Something that had ate me alive for the past four years.
A huge secret. Something that’s no longer a secret.
My idiot of a friend was trying to justify rape jokes and I obviously got really offended. She called me overly sensitive. God forbid I should feel desensitized to such a traumatic issue. Fuck that. Being offended is not a sign of weakness. It’s a sign of wanting to stand up to discrimination, ignorance, and blatant idiocy in our prevalent society.
But that’s not what this post was about.
My confession to you is:
I was nearly raped by my ex boyfriend. I broke down to my friend about it after arguing with him about rape jokes and it just suddenly spilled out.
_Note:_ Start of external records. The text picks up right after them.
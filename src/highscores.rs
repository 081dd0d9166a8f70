//! High score leaderboard
//!
//! Kept in memory for the lifetime of a [`Session`](crate::Session), top 10.

use serde::{Deserialize, Serialize};

/// Maximum number of high scores to keep
pub const MAX_HIGH_SCORES: usize = 10;

/// A single finished game
#[derive(Debug, Clone, PartialEq, Eq, Serialize, Deserialize)]
pub struct HighScoreEntry {
    pub score: u64,
    /// Level reached
    pub level: u32,
    /// Session tick at which the game ended
    pub tick: u64,
}

/// Scores sorted from best to worst
#[derive(Debug, Clone, Default, Serialize, Deserialize)]
pub struct HighScores {
    pub entries: Vec<HighScoreEntry>,
}

impl HighScores {
    pub fn new() -> Self {
        Self::default()
    }

    /// Check if a score qualifies for the leaderboard
    pub fn qualifies(&self, score: u64) -> bool {
        if score == 0 {
            return false;
        }
        if self.entries.len() < MAX_HIGH_SCORES {
            return true;
        }
        self.entries.last().is_none_or(|e| score > e.score)
    }

    /// Rank a score would achieve (1-indexed), None if it doesn't qualify
    pub fn potential_rank(&self, score: u64) -> Option<usize> {
        if !self.qualifies(score) {
            return None;
        }
        let rank = self.entries.iter().position(|e| score > e.score);
        Some(rank.unwrap_or(self.entries.len()) + 1)
    }

    /// Add a finished game. Returns the rank achieved (1-indexed) or None.
    /// Ties rank below the earlier score.
    pub fn add_score(&mut self, score: u64, level: u32, tick: u64) -> Option<usize> {
        let rank = self.potential_rank(score)?;
        self.entries.insert(rank - 1, HighScoreEntry { score, level, tick });
        self.entries.truncate(MAX_HIGH_SCORES);
        log::info!("High score #{}: {} (level {})", rank, score, level);
        Some(rank)
    }

    pub fn is_empty(&self) -> bool {
        self.entries.is_empty()
    }

    /// Best score so far, 0 when empty
    pub fn best(&self) -> u64 {
        self.entries.first().map(|e| e.score).unwrap_or(0)
    }
}

#[cfg(test)]
mod tests {
    use super::*;

    #[test]
    fn test_zero_never_qualifies() {
        let mut hs = HighScores::new();
        assert!(!hs.qualifies(0));
        assert_eq!(hs.add_score(0, 1, 10), None);
        assert!(hs.is_empty());
        assert_eq!(hs.best(), 0);
    }

    #[test]
    fn test_sorted_descending() {
        let mut hs = HighScores::new();
        assert_eq!(hs.add_score(300, 2, 10), Some(1));
        assert_eq!(hs.add_score(900, 5, 20), Some(1));
        assert_eq!(hs.add_score(500, 3, 30), Some(2));
        assert_eq!(hs.add_score(500, 3, 40), Some(3));
        let scores: Vec<u64> = hs.entries.iter().map(|e| e.score).collect();
        assert_eq!(scores, vec![900, 500, 500, 300]);
        assert_eq!(hs.entries[1].tick, 30);
        assert_eq!(hs.best(), 900);
    }

    #[test]
    fn test_full_board_keeps_top_ten() {
        let mut hs = HighScores::new();
        for i in 1..=10 {
            hs.add_score(i * 100, 1, i);
        }
        assert!(!hs.qualifies(100));
        assert_eq!(hs.potential_rank(150), Some(10));
        assert_eq!(hs.add_score(150, 1, 99), Some(10));
        assert_eq!(hs.entries.len(), MAX_HIGH_SCORES);
        assert_eq!(hs.entries.last().map(|e| e.score), Some(150));
    }
}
I didn’t mean it to, but I couldn’t take it anymore. I still feel terrified of that moment.
There is absolutely nothing more horrifying than losing control, and helpless to do a damn thing about it. I still have flashes. A part of me should be grateful that I wasn’t actually raped, but I was very close to. I still remember how sore the purple bruises were on my wrist that summer during my struggle. People thought I got burnt.
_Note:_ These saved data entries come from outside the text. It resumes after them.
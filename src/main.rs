//! Asteroids Sim entry point
//!
//! Headless driver: runs a session under a simple autopilot and logs what
//! happens. Usage: `asteroids-sim [settings.json] [seed]`

use std::time::{SystemTime, UNIX_EPOCH};

use asteroids_sim::sim::{Entity, GamePhase, GameState};
use asteroids_sim::{Session, Settings, direction_degrees};

/// Two minutes of play at 60 Hz
const DEMO_TICKS: u32 = 60 * 120;
/// Ticks between autopilot shots
const FIRE_INTERVAL: u32 = 12;
/// Wait this long on the game-over screen before restarting
const RESTART_DELAY: u32 = 120;

fn main() {
    env_logger::init();
    log::info!("Asteroids Sim (headless) starting...");

    let mut args = std::env::args().skip(1);
    let settings = match args.next() {
        Some(path) => match Settings::load(&path) {
            Ok(settings) => settings,
            Err(e) => {
                log::error!("{}", e);
                std::process::exit(1);
            }
        },
        None => Settings::default(),
    };
    let seed = args
        .next()
        .and_then(|s| s.parse::<u64>().ok())
        .unwrap_or_else(time_seed);

    let mut session = Session::new(seed, settings);
    let mut game_over_ticks = 0;
    let mut last_level = session.snapshot().level;

    for t in 0..DEMO_TICKS {
        autopilot(&mut session, t, &mut game_over_ticks);
        session.step();
        if !session.is_running() {
            break;
        }

        let snap = session.snapshot();
        if let Some(previous) = level_changed(&mut last_level, snap.level) {
            log::info!(
                "Level {} -> {}: score {}, lives {}, best {}",
                previous, snap.level, snap.score, snap.lives, snap.high_score
            );
        }
    }

    session.input().press("quit");
    session.step();

    let snap = session.snapshot();
    println!(
        "seed {}  ticks {}  level {}  score {}  lives {}  best {}",
        seed, snap.tick, snap.level, snap.score, snap.lives, snap.high_score
    );
    for (i, entry) in session.high_scores().entries.iter().enumerate() {
        println!("  #{:<2} {:>7}  level {}", i + 1, entry.score, entry.level);
    }
}

/// Track the HUD level; returns the previous level when it moved
fn level_changed(last_level: &mut u32, level: u32) -> Option<u32> {
    if level == *last_level {
        return None;
    }
    Some(std::mem::replace(last_level, level))
}

fn time_seed() -> u64 {
    SystemTime::now()
        .duration_since(UNIX_EPOCH)
        .map(|d| d.as_nanos() as u64)
        .unwrap_or(0)
}

/// Turn toward the nearest asteroid and shoot when roughly lined up
fn autopilot(session: &mut Session, t: u32, game_over_ticks: &mut u32) {
    let state: &GameState = session.state();

    if state.phase == GamePhase::GameOver {
        *game_over_ticks += 1;
        if *game_over_ticks >= RESTART_DELAY {
            *game_over_ticks = 0;
            session.input().press("fire");
        }
        return;
    }

    let ship = &state.ship;
    let target = state.asteroids.iter().min_by(|a, b| {
        a.pos()
            .distance_squared(ship.pos())
            .total_cmp(&b.pos().distance_squared(ship.pos()))
    });

    let Some(target) = target else {
        let input = session.input();
        input.release("left");
        input.release("right");
        input.release("thrust");
        return;
    };

    let wanted = direction_degrees(target.pos() - ship.pos());
    let error = (wanted - ship.body.angle + 540.0).rem_euclid(360.0) - 180.0;
    let far = target.pos().distance(ship.pos()) > 300.0;
    let slow = ship.speed() < 2.0;

    let input = session.input();
    if error.abs() < 4.0 {
        input.release("left");
        input.release("right");
    } else if error < 0.0 {
        input.press("left");
        input.release("right");
    } else {
        input.press("right");
        input.release("left");
    }

    if far && slow && error.abs() < 20.0 {
        input.press("thrust");
    } else {
        input.release("thrust");
    }

    if error.abs() < 10.0 && t % FIRE_INTERVAL == 0 {
        input.press("fire");
    }
}

#[cfg(test)]
mod tests {
    use super::*;

    #[test]
    fn test_level_change_detected_once() {
        let mut session = Session::new(4, Settings::default());
        let mut last_level = session.snapshot().level;
        session.step();
        assert_eq!(level_changed(&mut last_level, session.snapshot().level), None);

        assert_eq!(level_changed(&mut last_level, 2), Some(1));
        assert_eq!(level_changed(&mut last_level, 2), None);
        // Restart after game over drops back to level 1
        assert_eq!(level_changed(&mut last_level, 1), Some(2));
        assert_eq!(last_level, 1);
    }
}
Why I didn’t tell anyone? I felt disgusting. I felt weak. A coward. I thought rape wouldn’t happen to me of all people. I couldn’t tell my parents. I knew they’d blame me. That fucking cunt is in the University of Virginia right now, studying to become a physician. It’s too late now to do anything legally. I’d lose. He’ll be smiling apathetically.
He was a monster. A psychopath.
I didn’t tell some of my friends til now. And when I say some, just two of my friends. I’m not comfortable sharing my experience, and don’t think I need to.
This is why you don’t make fucking rape jokes. You don’t KNOW who’s been through that. Ever.
I still have nightmares of having rape actually happen to me. By him, by people I despise. I have chronic insomnia. I feel like this is a new topic I should discuss with my therapist.
My now boyfriend, who I’m in a very open relationship with now atm, said I was 1000x stronger. How it wasn’t my fault. My best friend said my ex was a scumbag who will burn in hell forever. How it’s not shameful. My other close friend assured me that I needed help because it was something I’ve been bottling for a very long time.
It’s one of the passive reasons that contribute to my clinical depression.